WORK ORDER: Within the material below, find each line bearing the word "ScalarOverride" and present it.
+===+
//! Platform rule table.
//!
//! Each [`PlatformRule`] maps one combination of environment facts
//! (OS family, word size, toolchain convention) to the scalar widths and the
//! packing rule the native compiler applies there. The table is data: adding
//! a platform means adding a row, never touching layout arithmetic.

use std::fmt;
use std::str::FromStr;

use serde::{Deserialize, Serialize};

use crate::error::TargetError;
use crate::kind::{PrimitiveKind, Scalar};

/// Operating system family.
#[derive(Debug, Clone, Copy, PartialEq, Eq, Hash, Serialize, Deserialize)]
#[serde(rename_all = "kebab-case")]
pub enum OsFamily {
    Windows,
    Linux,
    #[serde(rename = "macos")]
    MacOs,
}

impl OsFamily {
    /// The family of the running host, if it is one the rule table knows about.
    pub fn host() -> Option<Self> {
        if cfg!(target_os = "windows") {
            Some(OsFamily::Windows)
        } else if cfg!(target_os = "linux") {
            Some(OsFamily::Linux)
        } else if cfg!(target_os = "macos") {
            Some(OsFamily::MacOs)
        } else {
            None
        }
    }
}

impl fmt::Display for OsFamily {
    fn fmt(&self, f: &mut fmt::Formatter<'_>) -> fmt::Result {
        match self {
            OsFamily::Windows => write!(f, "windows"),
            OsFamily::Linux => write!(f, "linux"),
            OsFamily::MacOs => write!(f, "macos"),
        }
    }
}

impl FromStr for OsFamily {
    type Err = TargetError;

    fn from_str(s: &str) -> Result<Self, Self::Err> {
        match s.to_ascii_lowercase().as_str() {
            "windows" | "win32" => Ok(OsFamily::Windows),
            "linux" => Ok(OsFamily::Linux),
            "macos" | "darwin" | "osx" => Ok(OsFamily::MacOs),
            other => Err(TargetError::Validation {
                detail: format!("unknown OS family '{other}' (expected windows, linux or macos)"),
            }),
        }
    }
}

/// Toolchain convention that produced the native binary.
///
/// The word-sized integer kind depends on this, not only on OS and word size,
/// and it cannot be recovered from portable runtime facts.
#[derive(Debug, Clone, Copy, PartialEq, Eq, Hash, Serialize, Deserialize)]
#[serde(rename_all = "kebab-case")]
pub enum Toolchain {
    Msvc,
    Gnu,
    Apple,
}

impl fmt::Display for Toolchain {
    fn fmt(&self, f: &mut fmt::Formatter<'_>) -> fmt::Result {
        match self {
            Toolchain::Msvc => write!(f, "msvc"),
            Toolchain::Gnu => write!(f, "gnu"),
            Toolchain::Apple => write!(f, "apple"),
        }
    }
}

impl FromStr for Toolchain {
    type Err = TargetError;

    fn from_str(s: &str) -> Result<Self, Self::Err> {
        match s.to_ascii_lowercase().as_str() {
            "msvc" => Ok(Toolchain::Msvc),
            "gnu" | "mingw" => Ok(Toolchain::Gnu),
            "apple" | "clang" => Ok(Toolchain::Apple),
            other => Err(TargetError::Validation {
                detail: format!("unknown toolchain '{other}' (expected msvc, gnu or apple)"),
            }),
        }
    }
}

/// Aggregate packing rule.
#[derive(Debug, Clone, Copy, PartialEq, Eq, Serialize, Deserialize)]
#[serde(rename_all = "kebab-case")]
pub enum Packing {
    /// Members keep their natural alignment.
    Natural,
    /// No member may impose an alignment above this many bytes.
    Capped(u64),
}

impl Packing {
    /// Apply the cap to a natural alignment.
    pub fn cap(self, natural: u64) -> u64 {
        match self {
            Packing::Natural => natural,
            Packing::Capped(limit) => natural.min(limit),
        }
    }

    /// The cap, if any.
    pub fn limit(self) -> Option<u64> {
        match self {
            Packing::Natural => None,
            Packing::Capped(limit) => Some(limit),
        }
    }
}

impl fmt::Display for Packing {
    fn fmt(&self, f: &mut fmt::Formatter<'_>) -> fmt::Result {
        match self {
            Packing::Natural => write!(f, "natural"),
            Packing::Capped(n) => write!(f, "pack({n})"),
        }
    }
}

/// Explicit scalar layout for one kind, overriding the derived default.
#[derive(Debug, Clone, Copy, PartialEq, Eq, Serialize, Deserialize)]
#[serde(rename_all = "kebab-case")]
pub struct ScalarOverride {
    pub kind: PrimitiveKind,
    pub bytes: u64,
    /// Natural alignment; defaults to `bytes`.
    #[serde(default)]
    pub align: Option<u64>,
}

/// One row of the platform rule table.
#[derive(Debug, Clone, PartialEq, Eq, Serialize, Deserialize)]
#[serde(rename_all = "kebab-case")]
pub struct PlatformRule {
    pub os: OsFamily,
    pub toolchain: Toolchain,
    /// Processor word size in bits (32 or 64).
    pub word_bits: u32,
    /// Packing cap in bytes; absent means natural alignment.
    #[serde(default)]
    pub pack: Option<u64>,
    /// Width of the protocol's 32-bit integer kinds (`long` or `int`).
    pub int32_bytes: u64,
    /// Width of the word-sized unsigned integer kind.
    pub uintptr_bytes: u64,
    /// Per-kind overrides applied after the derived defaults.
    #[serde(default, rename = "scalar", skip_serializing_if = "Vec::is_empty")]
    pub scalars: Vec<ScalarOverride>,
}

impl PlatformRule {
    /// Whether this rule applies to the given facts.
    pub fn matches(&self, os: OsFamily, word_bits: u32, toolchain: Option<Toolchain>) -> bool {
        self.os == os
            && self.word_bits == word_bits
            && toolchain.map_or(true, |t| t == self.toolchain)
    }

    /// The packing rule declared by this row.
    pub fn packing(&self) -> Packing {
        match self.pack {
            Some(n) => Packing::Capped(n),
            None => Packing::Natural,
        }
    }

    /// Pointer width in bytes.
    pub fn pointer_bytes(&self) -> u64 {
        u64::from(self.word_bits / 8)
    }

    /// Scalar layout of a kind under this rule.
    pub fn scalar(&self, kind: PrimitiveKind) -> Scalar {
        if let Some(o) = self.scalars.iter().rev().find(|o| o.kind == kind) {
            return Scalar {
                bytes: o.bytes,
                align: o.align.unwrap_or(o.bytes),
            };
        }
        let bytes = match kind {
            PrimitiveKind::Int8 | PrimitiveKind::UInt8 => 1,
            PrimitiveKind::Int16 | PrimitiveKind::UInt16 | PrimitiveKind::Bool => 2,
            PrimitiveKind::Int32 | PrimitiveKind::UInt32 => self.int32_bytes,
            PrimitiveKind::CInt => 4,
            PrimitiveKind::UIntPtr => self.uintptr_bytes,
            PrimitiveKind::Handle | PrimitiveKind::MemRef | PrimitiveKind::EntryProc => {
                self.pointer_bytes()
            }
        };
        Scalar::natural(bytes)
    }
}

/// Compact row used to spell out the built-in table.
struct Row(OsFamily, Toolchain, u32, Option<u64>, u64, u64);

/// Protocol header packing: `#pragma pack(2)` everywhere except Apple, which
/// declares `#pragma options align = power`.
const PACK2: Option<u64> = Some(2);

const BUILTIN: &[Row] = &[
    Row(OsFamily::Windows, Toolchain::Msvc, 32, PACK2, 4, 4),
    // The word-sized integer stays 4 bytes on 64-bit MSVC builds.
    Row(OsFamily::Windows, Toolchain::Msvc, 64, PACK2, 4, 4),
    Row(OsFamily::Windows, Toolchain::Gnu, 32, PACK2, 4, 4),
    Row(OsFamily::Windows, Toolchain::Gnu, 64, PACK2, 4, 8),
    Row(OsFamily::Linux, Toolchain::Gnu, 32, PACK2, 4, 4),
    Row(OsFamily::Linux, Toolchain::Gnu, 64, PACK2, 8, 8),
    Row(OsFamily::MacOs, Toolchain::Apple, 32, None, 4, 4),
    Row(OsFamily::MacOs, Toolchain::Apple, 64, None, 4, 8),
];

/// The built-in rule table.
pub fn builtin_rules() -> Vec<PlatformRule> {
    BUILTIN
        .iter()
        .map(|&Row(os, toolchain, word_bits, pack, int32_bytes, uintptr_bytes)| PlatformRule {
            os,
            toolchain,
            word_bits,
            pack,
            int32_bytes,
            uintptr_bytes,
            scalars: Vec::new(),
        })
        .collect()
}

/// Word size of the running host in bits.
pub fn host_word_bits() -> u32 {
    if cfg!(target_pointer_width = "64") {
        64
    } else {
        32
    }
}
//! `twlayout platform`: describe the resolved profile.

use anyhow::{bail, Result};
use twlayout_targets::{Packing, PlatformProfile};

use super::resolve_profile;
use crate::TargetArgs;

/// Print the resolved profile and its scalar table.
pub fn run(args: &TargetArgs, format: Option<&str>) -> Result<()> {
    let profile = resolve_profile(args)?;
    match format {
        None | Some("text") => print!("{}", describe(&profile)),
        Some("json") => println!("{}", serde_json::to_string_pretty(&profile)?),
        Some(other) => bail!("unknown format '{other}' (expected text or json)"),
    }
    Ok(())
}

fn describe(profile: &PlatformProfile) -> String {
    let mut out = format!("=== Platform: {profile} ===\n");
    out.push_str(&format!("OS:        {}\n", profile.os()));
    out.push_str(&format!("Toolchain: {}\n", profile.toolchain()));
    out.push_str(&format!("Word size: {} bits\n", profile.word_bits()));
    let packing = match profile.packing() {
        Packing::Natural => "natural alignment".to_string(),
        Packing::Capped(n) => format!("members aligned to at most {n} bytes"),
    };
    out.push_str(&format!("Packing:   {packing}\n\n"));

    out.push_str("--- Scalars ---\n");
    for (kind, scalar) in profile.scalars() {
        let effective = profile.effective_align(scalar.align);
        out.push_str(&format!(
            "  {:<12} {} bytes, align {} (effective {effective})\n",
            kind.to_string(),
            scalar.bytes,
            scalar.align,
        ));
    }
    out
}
+===+
PROBLEM SOLUTION:
pub struct ScalarOverride {
    pub scalars: Vec<ScalarOverride>,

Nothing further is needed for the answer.